Toda viagem que se preze, em Minas, começa no trem. Pois é da Estação Central de Belo Horizonte, bem cedo, que parte a locomotiva rumo a regiões produtoras do queijo minas artesanal. Três horas e uma baldeação depois, é no Santuário do Caraça, fundado em 1774 por um fugitivo da Coroa Portuguesa, onde vamos buscar os segredos do jeitinho mineiro de se fazer queijo - tradição que acaba de ser reconhecida como patrimônio imaterial da humanidade.

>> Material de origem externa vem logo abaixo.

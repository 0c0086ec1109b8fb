//! The pipeline coordinator.
//!
//! Sequences authenticate -> parse -> size -> sign -> dispatch for one raw
//! alert body, short-circuiting on the first failure. This is the only
//! component that knows the end-to-end order; everything it calls is
//! independently testable.

use std::sync::Arc;

use uuid::Uuid;

use auth::AlertAuthenticator;
use bitget_rest::BitgetRestClient;
use model::Alert;

use crate::dispatcher::{DispatchResult, OrderSubmitter};
use crate::error::RelayError;
use crate::parser::parse_alert;
use crate::sizing::{resolve_quantity, MarkPriceSource};

/// Prefix for generated client order IDs.
const ORDER_ID_PREFIX: &str = "relay";

/// Generate a unique client order ID.
///
/// Format: `{prefix}_{uuid}` where uuid is a v4 UUID in simple format
/// (no hyphens).
pub fn generate_client_order_id(prefix: &str) -> String {
    format!("{}_{}", prefix, Uuid::new_v4().as_simple())
}

/// The alert-to-order pipeline.
///
/// Holds only read-only state; one instance serves all requests
/// concurrently.
pub struct Pipeline {
    authenticator: AlertAuthenticator,
    client: Arc<BitgetRestClient>,
    price_source: Arc<dyn MarkPriceSource>,
    submitter: Arc<dyn OrderSubmitter>,
}

impl Pipeline {
    pub fn new(
        authenticator: AlertAuthenticator,
        client: Arc<BitgetRestClient>,
        price_source: Arc<dyn MarkPriceSource>,
        submitter: Arc<dyn OrderSubmitter>,
    ) -> Self {
        Self {
            authenticator,
            client,
            price_source,
            submitter,
        }
    }

    /// Handle one raw alert body end to end.
    ///
    /// # Errors
    /// The first failing stage wins; see [`RelayError`] for the mapping to
    /// HTTP statuses.
    pub async fn handle(&self, raw_body: &[u8]) -> Result<DispatchResult, RelayError> {
        // A body that does not even deserialize carries no verifiable
        // secret, so it fails closed as unauthorized.
        let alert = Alert::from_slice(raw_body).map_err(|e| {
            tracing::debug!(error = %e, "Alert body is not valid JSON");
            RelayError::Unauthorized
        })?;

        self.authenticator.authenticate(&alert)?;

        let draft = parse_alert(&alert)?;
        let quantity = resolve_quantity(&draft, self.price_source.as_ref()).await?;
        let intent = draft.into_intent(quantity)?;

        let client_order_id = generate_client_order_id(ORDER_ID_PREFIX);
        let timestamp_ms = self.client.timestamp_ms();
        let request = self
            .client
            .build_order_request(&intent, &client_order_id, timestamp_ms)?;

        tracing::info!(
            symbol = %intent.symbol,
            side = intent.side.as_bitget_str(),
            order_type = intent.order_type.as_bitget_str(),
            quantity = %intent.quantity,
            client_order_id = %client_order_id,
            "Dispatching order"
        );

        // Run the exchange call detached from the inbound connection: if the
        // caller disconnects mid-flight the order may already be placed, so
        // the call completes and its outcome is logged rather than aborted
        // into an ambiguous partial-order state.
        let submitter = Arc::clone(&self.submitter);
        let outcome = tokio::spawn(async move {
            let result = submitter.submit(&request, &client_order_id).await;

            match &result {
                Ok(r) => tracing::info!(
                    order_id = r.order_id(),
                    simulated = r.is_simulated(),
                    "Dispatch complete"
                ),
                Err(e) => tracing::warn!(error = %e, "Dispatch failed"),
            }
            result
        })
        .await
        .map_err(|e| RelayError::Transport(format!("dispatch task failed: {}", e)))?;

        Ok(outcome?)
    }
}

A honraria concedida pela UNESCO reconhece os modos de produção da iguaria que não falta na mesa do mineiro e abre a cozinha do estado para o mundo com gosto de novidade: este é o primeiro alimento brasileiro a integrar a lista de bens imateriais. Nesta semana, foram reconhecidos, na mesma reunião que consagrou o queijo minas, práticas e saberes tradicionais pelo mundo. Estão entre eles a guarânia do Paraguai, ritmo musical “primo” do sertanejo, o sabão artesanal de Alepo, na Síria, um tipo de pão feito no Afeganistão, danças típicas da Albânia e outras manifestações importantíssimas - mas aposto que você prefere um queijo minas.
Costume de família
Das 10 regiões produtoras do alimento em Minas, a reportagem da Itatiaia visita três nesta semana. A primeira, chamada Entre Serras da Piedade ao Caraça, a produtora Mirtes Maria da Fonseca estava radiante. “É um orgulho para nós, reconhece nosso trabalho. Vai ajudar em tudo, porque o queijo é o carro-chefe, mas temos também doces, quitandas…”, enumera a produtora, que chega a fazer cinco queijos por dia.
“Eu aprendi com meus avós, é receita de família do século XIX que estou reproduzindo”, pontua.
Renilda Aparecida Fonseca tem nas mãos um queijo de primeira. O D’Água Limpa, que conduz com o marido e o filho, foi premiado nas últimas três edições do torneiro leiteiro de Santa Bárbara (MG).
“É tudo artesanal, o mais natural e caseiro possível. Esse prêmio vai fazer o queijo ficar conhecido no mundo todo, e se antes a gente nem tinha registro, agora fica tranquilo com as pessoas procurando”, compara.
Território Queijeiro
As seis cidades produtoras de queijo na região Entre Serras da Piedade e do Caraça são:
• Barão de Cocais
• Bom Jesus
• Catas Altas
• Rio Piraciacaba
• Santa Bárbara
• Caeté, a única destas que fica na Grande BH.
O secretário de Turismo, Cultura e Patrimônio, Pedro Conceição, reforça o benefício para as comunidades ao verem suas antigas receitas reconhecidas.
“Vai muito além da renda. É o resgate das nossas raízes, um reconhecimento do jeito que o povo da montanha vive, produz e interage com seu território”, opina.
Pedro Henrique Araújo Caldeira, presidente da Associação dos Produtores de Queijo da região do entre serras, vê um caminho de ganho de qualidade para quem ainda vive da atividade informal. “Isso vai cativar mais produtores. Quem é informal não aparece. Com o selo sanitário, você garante qualidade ao consumidor e tranquilidade a quem produz”, explica.
Queijo ilegal
O queijo minas artesanal já foi um produto de venda “ilegal” para outros estados: até o início dos anos 2000, o Ministério da Agricultura só certificava queijos pasteurizados ou com maturação acima de 60 dias, desconsiderando a tradição do uso do leite cru. A legislação, considerada até preconceituosa, só foi alterada em Minas em 2002. Em nível federal, só em 2013 uma normativa autorizou a venda a outros estados do queijo minas artesanal com maturação inferior a 60 dias.
O engenheiro Édson Custódio da Silva, da Emater, explica que a entidade auxilia em todas as fases buscando a excelência do queijo.
“São necessárias boas práticas agropecuárias, da matéria-prima à preservação ambiental, conforto animal, práticas de higiene. Auxiliamos no controle de qualidade e na legislação sanitária”, exemplifica.
Isso vai além de atender a uma norma: cria oportunidades no campo para quem não via sentido em seguir a carreira dos pais. “O reconhecimento como patrimônio da humanidade é um resgate para as pessoas do campo. Diz ao jovem que não pensava em seguir a tradição de família que ele pode tirar o sustento daquilo e empreender. O programa do queijo minas artesanal é um dos mais lindos e promissores que já vi”, derrete-se o engenheiro passando o olho na farta mesa de quitutes.